Profundamente impresionado por la experiencia de los cuatro encuentros, Siddharta decidió abandonar la vida que llevaba hasta entonces. Dejó su palacio, dejó a su mujer, dejó a su hija y se lanzó a la búsqueda de la perfección espiritual. Como todo camino místico, el del Buda también tiene varias etapas. Herman Hesse, en una bella novela, cuyo título es el nombre del Iluminado, da una versión ligeramente diferente a la tradicional. En dicho relato, Siddharta se acompaña de su fiel amigo Govinda y ambos parten a la búsqueda de la verdad. Primero se encuentran con el Buda, cuyas enseñanzas son admirables, pero se dan cuenta de que la doctrina no sustituye a la experiencia. Entonces, se dedican a los placeres de la vida. Siddharta se convierte en un próspero comerciante y se llena de riquezas. Un día, se da cuenta que, teniéndolo todo, su alma está vacía. Huye apresuradamente de esa vida. Lo alcanza su hijo y la infausta relación le provoca un gran dolor. Solo entonces se da cuenta de que el tiempo es circular, de que el dolor existe y de que el secreto de la serenidad es la búsqueda la unidad. 

La tradición, en cambio, dice que Siddharta estudió con dos maestros. Ellos le enseñaron el secreto de la meditación, de la concentración, de las profundas inspiraciones que distendían el cuerpo. Sin embargo, tales prácticas no le fueron suficientes: los sufrimientos seguían allí, presentes como las pesadillas que se anidan en la memoria después del sueño. Fue más lejos. Se unió a un grupo de ascetas y castigó su cuerpo al extremo, privándose de cualquier satisfacción corporal. Después de seis año de ayuno, una doncella le ofreció, a orillas del río Nairanjana, una escudilla con leche y arroz. Bebió de esa escudilla y se retiró a la jungla. Luego de intensa meditación, Siddharta logró la completa iluminación cuando alcanzó tres conocimientos: el de sus vidas pasadas, el del karma y las cuatro nobles verdades. Dejó de ser Siddharta, el príncipe rico, para convertirse en Buda, el iluminado.

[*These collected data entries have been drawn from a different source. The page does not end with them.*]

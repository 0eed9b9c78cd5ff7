use std::collections::BTreeMap;

use serde::{Deserialize, Serialize};

use sbm_core::errors::{ErrorInfo, SbmError};
use sbm_core::{Block, RngHandle, Vertex};

use crate::block_state::{BlockState, BlockStateOpts, MoveLog};
use crate::entropy::EntropyArgs;

/// Stack of coupled block states: each level's graph is the block
/// multigraph of the level below, and every authoritative change at the
/// base replays upward.
///
/// The stack is an arena — levels refer to each other by position, never by
/// pointer — so lifetimes are owned in one place and deep copies stay
/// trivial.
#[derive(Debug, Clone, Serialize, Deserialize)]
pub struct NestedBlockState {
    levels: Vec<BlockState>,
    leas: Vec<EntropyArgs>,
}

impl NestedBlockState {
    /// Builds a hierarchy from a base state and one assignment per upper
    /// level (`bs[k]` labels the blocks of level `k`). `leas[k]` selects
    /// the entropy terms level `k + 1` contributes during propagation.
    pub fn new(
        base: BlockState,
        bs: &[Vec<Block>],
        leas: &[EntropyArgs],
    ) -> Result<Self, SbmError> {
        Self::with_labels(base, bs, &[], leas)
    }

    /// [`NestedBlockState::new`] with explicit constraint colours for each
    /// upper level's blocks; pass an empty slice for all-default colours.
    pub fn with_labels(
        base: BlockState,
        bs: &[Vec<Block>],
        bclabels: &[Vec<usize>],
        leas: &[EntropyArgs],
    ) -> Result<Self, SbmError> {
        if bs.len() != leas.len() {
            return Err(SbmError::Shape(
                ErrorInfo::new("levels-mismatch", "one entropy-args set per upper level")
                    .with_context("assignments", bs.len())
                    .with_context("entropy_args", leas.len()),
            ));
        }
        if !bclabels.is_empty() && bclabels.len() != bs.len() {
            return Err(SbmError::Shape(
                ErrorInfo::new("levels-mismatch", "one colour set per upper level")
                    .with_context("assignments", bs.len())
                    .with_context("bclabels", bclabels.len()),
            ));
        }
        let mut levels = vec![base];
        for (k, assignment) in bs.iter().enumerate() {
            let lower = levels.last().expect("at least the base level");
            let labels = bclabels.get(k).filter(|l| !l.is_empty());
            let upper = Self::lift(lower, assignment, labels)?;
            levels.push(upper);
        }
        let mut all_leas = vec![EntropyArgs::default()];
        all_leas.extend_from_slice(leas);
        Ok(Self {
            levels,
            leas: all_leas,
        })
    }

    /// Builds the state one level above `lower` under `assignment`.
    fn lift(
        lower: &BlockState,
        assignment: &[Block],
        bclabel: Option<&Vec<usize>>,
    ) -> Result<BlockState, SbmError> {
        let bg = lower.block_graph().clone();
        if assignment.len() != lower.num_blocks() {
            return Err(SbmError::Shape(
                ErrorInfo::new("assignment", "upper assignment must label every lower block")
                    .with_context("found", assignment.len())
                    .with_context("expected", lower.num_blocks()),
            ));
        }
        let mut eweight = vec![0u64; bg.edge_slots()];
        for slot in bg.edges() {
            let (r, s) = bg.endpoints(slot)?;
            eweight[slot] = plain_mass(lower, r, s);
        }
        let vweight: Vec<u64> = (0..lower.num_blocks())
            .map(|r| u64::from(lower.block_weight(r) > 0))
            .collect();
        BlockState::new(
            bg,
            assignment.to_vec(),
            BlockStateOpts {
                eweight: Some(eweight),
                vweight: Some(vweight),
                bclabel: bclabel.cloned(),
                ..BlockStateOpts::default()
            },
        )
    }

    /// Number of levels, including the base.
    pub fn num_levels(&self) -> usize {
        self.levels.len()
    }

    /// Read access to one level.
    pub fn level(&self, k: usize) -> &BlockState {
        &self.levels[k]
    }

    /// Mutable access to the base level, for proposal bookkeeping.
    pub fn base_mut(&mut self) -> &mut BlockState {
        &mut self.levels[0]
    }

    /// Whether every level admits moving base vertex `v` into `nr`.
    pub fn allow_move(&self, v: Vertex, nr: Block) -> bool {
        let mut r = self.levels[0].block_of(v);
        let mut t = nr;
        if t >= self.levels[0].num_blocks() {
            return true;
        }
        if !self.levels[0].allow_move(r, t) {
            return false;
        }
        for level in &self.levels[1..] {
            // Blocks not yet mirrored upward inherit the mover's labels.
            if r >= level.graph().num_vertices() || t >= level.graph().num_vertices() {
                return true;
            }
            r = level.block_of(r);
            t = level.block_of(t);
            if r != t && !level.allow_move(r, t) {
                return false;
            }
        }
        true
    }

    /// Grows every upper level until it covers the blocks allocated below,
    /// assigning fresh vertices along `v`'s current label chain.
    fn sync_capacity(&mut self, v: Vertex) {
        let mut chain = self.levels[0].block_of(v);
        for k in 1..self.levels.len() {
            while self.levels[k].graph().num_vertices() < self.levels[k - 1].num_blocks() {
                let target = self.levels[k].block_of(chain);
                self.levels[k].add_frozen_vertex(target);
            }
            chain = self.levels[k].block_of(chain);
        }
    }

    /// Samples a proposal for base vertex `v`, allocating blocks (and the
    /// matching upper vertices) as needed.
    pub fn sample_block(&mut self, v: Vertex, c: f64, d: f64, rng: &mut RngHandle) -> Block {
        let proposal = self.levels[0].sample_block(v, c, d, rng);
        self.sync_capacity(v);
        proposal
    }

    /// Exact proposal log-probability at the base level.
    pub fn get_move_prob(&self, v: Vertex, r: Block, s: Block, c: f64, d: f64, reverse: bool) -> f64 {
        self.levels[0].get_move_prob(v, r, s, c, d, reverse)
    }

    /// Moves base vertex `v` into `nr` and replays the induced changes
    /// through every level.
    pub fn move_vertex(&mut self, v: Vertex, nr: Block) -> Result<(), SbmError> {
        if !self.allow_move(v, nr) {
            return Err(SbmError::Constraint(
                ErrorInfo::new("coupled-barrier", "a coupled level rejected the move")
                    .with_context("vertex", v)
                    .with_context("to", nr),
            ));
        }
        self.sync_capacity(v);
        let mut log = self.levels[0].move_vertex(v, nr)?;
        self.sync_capacity(v);
        for k in 1..self.levels.len() {
            log = self.replay(k, log)?;
        }
        Ok(())
    }

    /// Applies one level's move log to the level above, returning the
    /// changes it produced in turn.
    fn replay(&mut self, k: usize, log: MoveLog) -> Result<MoveLog, SbmError> {
        let lower_directed = self.levels[k - 1].block_graph().is_directed();
        let mut next = MoveLog::default();
        if let Some(nb) = log.occupied {
            self.levels[k].set_vertex_weight(nb, 1);
            let target = self.levels[k].block_of(nb);
            next = next_merge(next, self.levels[k].add_partition_node(nb, target));
        }
        for &(r, s, dm) in &log.edge_deltas {
            let plain = plain_delta(lower_directed, r, s, dm);
            if plain == 0 {
                continue;
            }
            match self.levels[k].find_graph_edge(r, s) {
                Some(edge) => {
                    next = next_merge(next, self.levels[k].modify_edge_weight(edge, plain)?);
                }
                None => {
                    if plain < 0 {
                        return Err(SbmError::Invariant(
                            ErrorInfo::new("missing-mirror-edge", "no upper edge to decrement")
                                .with_context("r", r)
                                .with_context("s", s),
                        ));
                    }
                    let (_, l) = self.levels[k].add_edge(r, s, plain as u64)?;
                    next = next_merge(next, l);
                }
            }
        }
        if let Some(eb) = log.emptied {
            next = next_merge(next, self.levels[k].remove_partition_node(eb));
            self.levels[k].set_vertex_weight(eb, 0);
        }
        Ok(next)
    }

    /// Signed description-length delta of moving base vertex `v` from `r`
    /// to `nr`, including every coupled level's contribution; pure.
    pub fn virtual_move(&mut self, v: Vertex, r: Block, nr: Block, ea: &EntropyArgs) -> f64 {
        if r == nr {
            return 0.0;
        }
        if !self.allow_move(v, nr) {
            return f64::INFINITY;
        }
        self.sync_capacity(v);
        let mut ds = self.levels[0].virtual_move(v, r, nr, ea);
        if !ds.is_finite() {
            return ds;
        }
        let mut entries = self.levels[0].move_entries().to_entry_list();
        let mut du = self.levels[0].block_weight(r) == self.levels[0].vertex_weight(v);
        let mut dv = self.levels[0].block_weight(nr) == 0;
        let (mut lu, mut lv) = (r, nr);
        for k in 1..self.levels.len() {
            let lea = self.leas[k];
            ds += self.levels[k].propagate_entries_ds(lu, lv, du, dv, &entries, &lea);
            if k + 1 < self.levels.len() {
                let lvl = &self.levels[k];
                let (next_entries, ndu, ndv, nlu, nlv) =
                    aggregate_up(lvl, &entries, du, dv, lu, lv);
                entries = next_entries;
                du = ndu;
                dv = ndv;
                lu = nlu;
                lv = nlv;
            }
        }
        ds
    }

    /// Description length of the hierarchy; with `propagate`, every level
    /// contributes under its own entropy arguments.
    pub fn entropy(&self, ea: &EntropyArgs, propagate: bool) -> Result<f64, SbmError> {
        let mut s = self.levels[0].entropy(ea)?;
        if propagate {
            for k in 1..self.levels.len() {
                s += self.levels[k].entropy(&self.leas[k])?;
            }
        }
        Ok(s)
    }

    /// Fully independent copy of the whole stack.
    pub fn deep_copy(&self) -> Self {
        self.clone()
    }

    /// Concatenated per-level partition hashes; equal stacks hash equal.
    pub fn partition_hash(&self) -> String {
        self.levels
            .iter()
            .map(|level| level.partition_hash())
            .collect::<Vec<_>>()
            .join("-")
    }

    /// Verifies per-level counters and the cross-level invariants: upper
    /// graphs mirror lower block graphs, upper weights mirror occupation.
    pub fn check_consistency(&self) -> bool {
        let mut ok = true;
        for level in &self.levels {
            ok &= level.check_edge_counts();
            ok &= level.check_node_counts();
        }
        for k in 1..self.levels.len() {
            let lower = &self.levels[k - 1];
            let upper = &self.levels[k];
            for r in 0..lower.num_blocks() {
                ok &= (lower.block_weight(r) > 0) == (upper.vertex_weight(r) > 0);
            }
            let mut expected: BTreeMap<(Block, Block), u64> = BTreeMap::new();
            let bg = lower.block_graph();
            for slot in bg.edges() {
                let (r, s) = match bg.endpoints(slot) {
                    Ok(pair) => pair,
                    Err(_) => return false,
                };
                expected.insert((r, s), plain_mass(lower, r, s));
            }
            let upper_g = upper.graph();
            let mut seen = 0usize;
            for slot in upper_g.edges() {
                let (r, s) = match upper_g.endpoints(slot) {
                    Ok(pair) => pair,
                    Err(_) => return false,
                };
                seen += 1;
                ok &= expected.get(&(r, s)).copied() == Some(upper.edge_weight(slot));
            }
            ok &= seen == expected.len();
        }
        ok
    }
}

/// Maps one level's entry list through the next level's assignment,
/// converting between plain and matrix-convention masses on the way.
fn aggregate_up(
    lvl: &BlockState,
    entries: &[(Vertex, Vertex, i64)],
    du: bool,
    dv: bool,
    lu: Vertex,
    lv: Vertex,
) -> (Vec<(Block, Block, i64)>, bool, bool, Block, Block) {
    let directed = lvl.graph().is_directed();
    let mut merged: BTreeMap<(Block, Block), i64> = BTreeMap::new();
    for &(a, c, delta) in entries {
        let plain = plain_delta(directed, a, c, delta);
        let (ra, rc) = (lvl.block_of(a), lvl.block_of(c));
        let key = if directed || ra <= rc { (ra, rc) } else { (rc, ra) };
        let dm = if !directed && ra == rc { 2 * plain } else { plain };
        *merged.entry(key).or_insert(0) += dm;
    }
    let next_entries: Vec<(Block, Block, i64)> = merged
        .into_iter()
        .filter(|&(_, dm)| dm != 0)
        .map(|((r, s), dm)| (r, s, dm))
        .collect();
    let du_next = du && lvl.block_weight(lvl.block_of(lu)) == lvl.vertex_weight(lu);
    let dv_next = dv && lvl.block_weight(lvl.block_of(lv)) == 0;
    (
        next_entries,
        du_next,
        dv_next,
        lvl.block_of(lu),
        lvl.block_of(lv),
    )
}

/// Plain (edge-count) mass of a lower-level block pair; diagonal entries
/// halve the matrix convention on undirected graphs.
fn plain_mass(lower: &BlockState, r: Block, s: Block) -> u64 {
    let mass = lower.pair_mass(r, s);
    if !lower.block_graph().is_directed() && r == s {
        mass / 2
    } else {
        mass
    }
}

fn plain_delta(directed: bool, r: Block, s: Block, dm: i64) -> i64 {
    if !directed && r == s {
        dm / 2
    } else {
        dm
    }
}

fn next_merge(acc: MoveLog, other: MoveLog) -> MoveLog {
    let mut acc = acc;
    acc.edge_deltas.extend(other.edge_deltas);
    acc.emptied = acc.emptied.or(other.emptied);
    acc.occupied = acc.occupied.or(other.occupied);
    acc
}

De la doctrina del Buda, interesa la afirmación de donde nace el resto: la vida es dolor, es sufrimiento, es lucha. Mejor aún: todo está sujeto a la ley del dakkha, esto es, todo es pasajero. La juventud es pasajera, la salud es pasajera, el placer es pasajero. Como dice el poeta: “solo lo fugitivo permanece y dura”. Debo una síntesis de esa doctrina al libro Las magníficas vidas precedentes de Buda, de Genevienne y Tea Pecunia (Le magnifiche vite precedenti del Buddha. I jatakaMilano, BUR, 2025): lo dicho antes abre el camino a las Cuatro Nobles Verdades. La primera es lo afirmado: la vida es dolor, es sufrimiento. La segunda estriba en que el origen del sufrimiento está en el deseo, no solo de bienes materiales, sino también de aspiraciones intelectuales. La tercera abre una rendija hacia la posibilidad de calmar el dolor y el sufrimiento: es la extinción del deseo, esto es, alcanzar el Nirvana. Es la célebre síntesis de la doctrina budista, que, de alguna manera, recoge Schopenhauer: para no sufrir, basta no desear. Para terminar, la cuarta Noble Verdad, encaminarse por el Noble Sendero de los Ocho Caminos. La palabra recta, las acciones rectas, el trabajo recto son los tres pilares que fundan ese laberinto. La recta visión implica comprender las Cuatro Verdades, mientras la recta intención se refiere a la renuncia de los bienes materiales. Por último, el recto esfuerzo consiste en vivir una vida saludable; la recta conciencia es buscar el conocimiento de sí mismos; la recta concentración es la búsqueda del Nirvana.  Tales y tan grandes virtudes, aun sin convertirse en religión, delinean el panorama de una vida serena y contemplativa, lejos de los afanes y las angustias del trajín cotidiano.